Melbourne Protests and the Disinformation Wars in Australia

Recent Features

Oceania | Politics | Oceania

Melbourne Protests and the Disinformation Wars in Australia

The violent protests prove that Australia shouldn’t be complacent about the effect of misinformation and disinformation on the country’s social stability.

Melbourne Protests and the Disinformation Wars in Australia
Credit: Depositphotos

In the past week the city of Melbourne has experienced a series of often violent protests over the state of Victoria’s current COVID-19 restrictions. The protests were ignited by the temporary shutdown of the construction industry due to the spread of the virus among its workers. However, the protests seem to have been driven not entirely by construction workers themselves, but also by people with different political agendas trying to pass themselves off as construction workers.

There are obvious frustrations at the current restrictions placed on people’s movement and on the normal operation of some businesses. No one is happy about this, and there is no doubt that this is proving incredibly difficult for some people. However, there is a broad understanding from most of the Australian public that these restrictions are in place in order to avoid considerable deaths and prevent the health care system from being overwhelmed.

However, there are groups and individuals that have sought to exploit people’s fears and frustrations around the pandemic through the spread of false and misleading information. These people have seen the pandemic as an opportunity to create social unrest, whether by fermenting suspicion toward vaccines or through wilder conspiracy theories about the pandemic being fabricated to justify a government power grab.

It is obvious that we now live in an age where it is incredibly easy to spread both misinformation and disinformation. It is also easy for people to now exist almost entirely within a bubble of content that is disconnected from any verifiable reality. This disconnection from reality may only be producing relatively small-scale social unrest in Australia at the moment, but as we have seen with the January 6 insurrection in Washington D.C., there is the potential for this agitation to be harnessed by political figures for far more destructive action.

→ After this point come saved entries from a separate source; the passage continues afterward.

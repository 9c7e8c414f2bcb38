pub mod cli;
pub mod core;
pub mod providers;
pub mod registry;

pub use crate::core::config;
pub use crate::core::{CurrencyCode, Fetched, Options, Rate, RateError, RateProvider};
pub use crate::registry::{Registry, RegistryOptions};

use crate::cli::rates::{OutputFormat, Span};
use crate::config::AppConfig;
use crate::providers::{ApiLayerProvider, EcbProvider, apilayer, ecb};
use anyhow::Result;
use std::sync::Arc;
use tracing::{debug, info, warn};

pub enum AppCommand {
    Last,
    History,
}

/// Registers every provider block present in `config`, ECB first.
pub fn build_registry(config: &AppConfig) -> Registry {
    let mut registry = Registry::with_options(RegistryOptions {
        timeout: config.timeout(),
        max_concurrency: config.max_concurrency,
    });

    if let Some(ecb_config) = &config.providers.ecb {
        let base_url = ecb_config
            .base_url
            .as_deref()
            .unwrap_or(ecb::DEFAULT_BASE_URL);
        registry.register(Arc::new(EcbProvider::new(
            base_url,
            ecb_config.options.clone(),
        )));
    }

    if let Some(apilayer_config) = &config.providers.apilayer {
        if apilayer_config.options.credential.is_none() {
            warn!(
                "{} not set; API Layer requests will fail",
                config::APILAYER_KEY_ENV
            );
        }
        let base_url = apilayer_config
            .base_url
            .as_deref()
            .unwrap_or(apilayer::DEFAULT_BASE_URL);
        registry.register(Arc::new(ApiLayerProvider::new(
            base_url,
            apilayer_config.options.clone(),
        )));
    }

    registry
}

pub async fn run_command(
    command: AppCommand,
    config_path: Option<&str>,
    format: OutputFormat,
) -> Result<()> {
    let config = match config_path {
        Some(path) => AppConfig::load_from_path(path)?,
        None => AppConfig::load()?,
    };
    debug!(timeout = ?config.timeout(), "Loaded config");

    let registry = build_registry(&config);
    info!("Registered {} rate provider(s)", registry.len());
    if registry.is_empty() {
        anyhow::bail!("No providers configured");
    }

    let span = match command {
        AppCommand::Last => Span::Last,
        AppCommand::History => Span::History,
    };
    cli::rates::run(&registry, span, format).await
}
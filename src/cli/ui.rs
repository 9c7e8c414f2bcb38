use comfy_table::modifiers::UTF8_ROUND_CORNERS;
use comfy_table::presets::UTF8_FULL;
use comfy_table::{Attribute, Cell, CellAlignment, Color, ContentArrangement, Table};
use console::style;
use indicatif::{ProgressBar, ProgressStyle};
use std::time::Duration;

/// Defines different styles for text elements.
pub enum StyleType {
    Title,
    Error,
    Subtle,
}

/// Applies a consistent style to a string.
pub fn style_text(text: &str, style_type: StyleType) -> String {
    let styled = match style_type {
        StyleType::Title => style(text).bold().underlined(),
        StyleType::Error => style(text).red(),
        StyleType::Subtle => style(text).dim(),
    };
    styled.to_string()
}

/// Creates a new `comfy_table::Table` with standard styling.
pub fn new_styled_table() -> Table {
    let mut table = Table::new();
    table
        .load_preset(UTF8_FULL)
        .apply_modifier(UTF8_ROUND_CORNERS)
        .set_content_arrangement(ContentArrangement::Dynamic);
    table
}

/// Creates a styled header cell for a table.
pub fn header_cell(text: &str) -> Cell {
    Cell::new(text)
        .fg(Color::Cyan)
        .add_attribute(Attribute::Bold)
}

/// Right aligned cell for numeric values.
pub fn value_cell(text: &str) -> Cell {
    Cell::new(text).set_alignment(CellAlignment::Right)
}

/// Creates a ticking spinner with a message; hidden when stderr is not a terminal.
pub fn new_spinner(message: &str) -> ProgressBar {
    let pb = ProgressBar::new_spinner();
    if let Ok(spinner_style) = ProgressStyle::default_spinner().template("{spinner:.green} {msg}")
    {
        pb.set_style(spinner_style);
    }
    pb.set_message(message.to_string());
    pb.enable_steady_tick(Duration::from_millis(100));
    pb
}
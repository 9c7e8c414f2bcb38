//! Core rate model and provider abstractions

pub mod config;
pub mod currency;
pub mod error;
pub mod log;
pub mod options;
pub mod provider;
pub mod rate;

// Re-export main types for cleaner imports
pub use currency::CurrencyCode;
pub use error::RateError;
pub use options::{ApiLayerSettings, EcbSettings, HistoryWindow, Options};
pub use provider::{Fetched, RateProvider};
pub use rate::Rate;
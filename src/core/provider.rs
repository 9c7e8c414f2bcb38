//! Provider abstraction shared by every rate source

use super::error::RateError;
use super::rate::Rate;
use async_trait::async_trait;

/// Rates and errors from one fetch. Both may be non-empty.
#[derive(Debug, Clone, Default, PartialEq, Eq)]
pub struct Fetched {
    pub rates: Vec<Rate>,
    pub errors: Vec<RateError>,
}

impl Fetched {
    pub fn new(rates: Vec<Rate>, errors: Vec<RateError>) -> Self {
        Self { rates, errors }
    }

    pub fn from_error(error: RateError) -> Self {
        Self {
            rates: Vec::new(),
            errors: vec![error],
        }
    }

    /// Moves `other` to the end, keeping both orders.
    pub fn append(&mut self, mut other: Fetched) {
        self.rates.append(&mut other.rates);
        self.errors.append(&mut other.errors);
    }

    pub fn is_empty(&self) -> bool {
        self.rates.is_empty() && self.errors.is_empty()
    }
}

#[async_trait]
pub trait RateProvider: Send + Sync {
    /// Human readable source name.
    fn name(&self) -> String;

    /// Most recent snapshot, filtered to the configured currencies.
    async fn fetch_last(&self) -> Fetched;

    /// Historical view. Whether this is one day or a series depends on the source.
    async fn fetch_history(&self) -> Fetched;
}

Admittedly, there is a higher degree of public trust in Australia’s institutions than is present in the United States. In general, Australians expect their governments to be competent, not distant, and the country’s political debates are centered on making sure politicians live up to this expectation. The hostility toward science and evidence that exists within the Republican Party and its media affiliates is far less present in Australia.

However, this doesn’t mean that more agitated and extreme political ideas and actions don’t exist within the country. They clearly do, and even if these groups cannot win conventional political power they remain dangerous social forces with the potential to expand their influence. This is why Australia shouldn’t be complacent about the effect of misinformation and disinformation on the country’s social stability.

While Australia’s political terrain might be different to the United States, the cultural terrain is similar enough for influences from its current political instability to take root. The presence of Trump flags at these Melbourne protests is an indication of the transnational nature of his personality cult, and how he represents a sense of resentment toward the complexity of the modern world that is highly relatable for people outside of America as well as within.

This resentment is something that the pandemic has only exacerbated. Resistance toward pandemic restrictions and paranoia about vaccines represents a need to find some kind of personal control within this complexity. These feelings have proven very easy to exploit by actors looking to sow discord.

In response to these forces there has been some recent global advocacy for restricting the ability of the big technology companies to have their platforms used to spread false and misleading information. Yet states restricting the free flow of information has its own negative implications.

Finland has taken a more sophisticated and robust approach to the problem, giving people the intellectual tools to be able to distinguish between fact and fiction.

As part of its broader national security strategy, Finland has been able to develop an education system that seeks to develop children’s capabilities to distinguish between quality and poor quality information, identify actively deceitful information, and become aware of the way language can be used to manipulate both material and people. These kinds of information literacy and critical thinking skills have become a cross-subject component of the country’s national curriculum.

The combination of a global health emergency and an informational ecosystem where false and misleading information can thrive has proven to be a lethal cocktail. Australia has weathered this terrain reasonably well, but as these recent protests have demonstrated the country is not immune to social unrest fueled by grievance, paranoia, conspiracy, and actors working to intentionally deceive. Australian governments should now realize that a key defense to these disruptions is a well-educated public with the critical and rational capabilities to be less susceptible to informational attacks.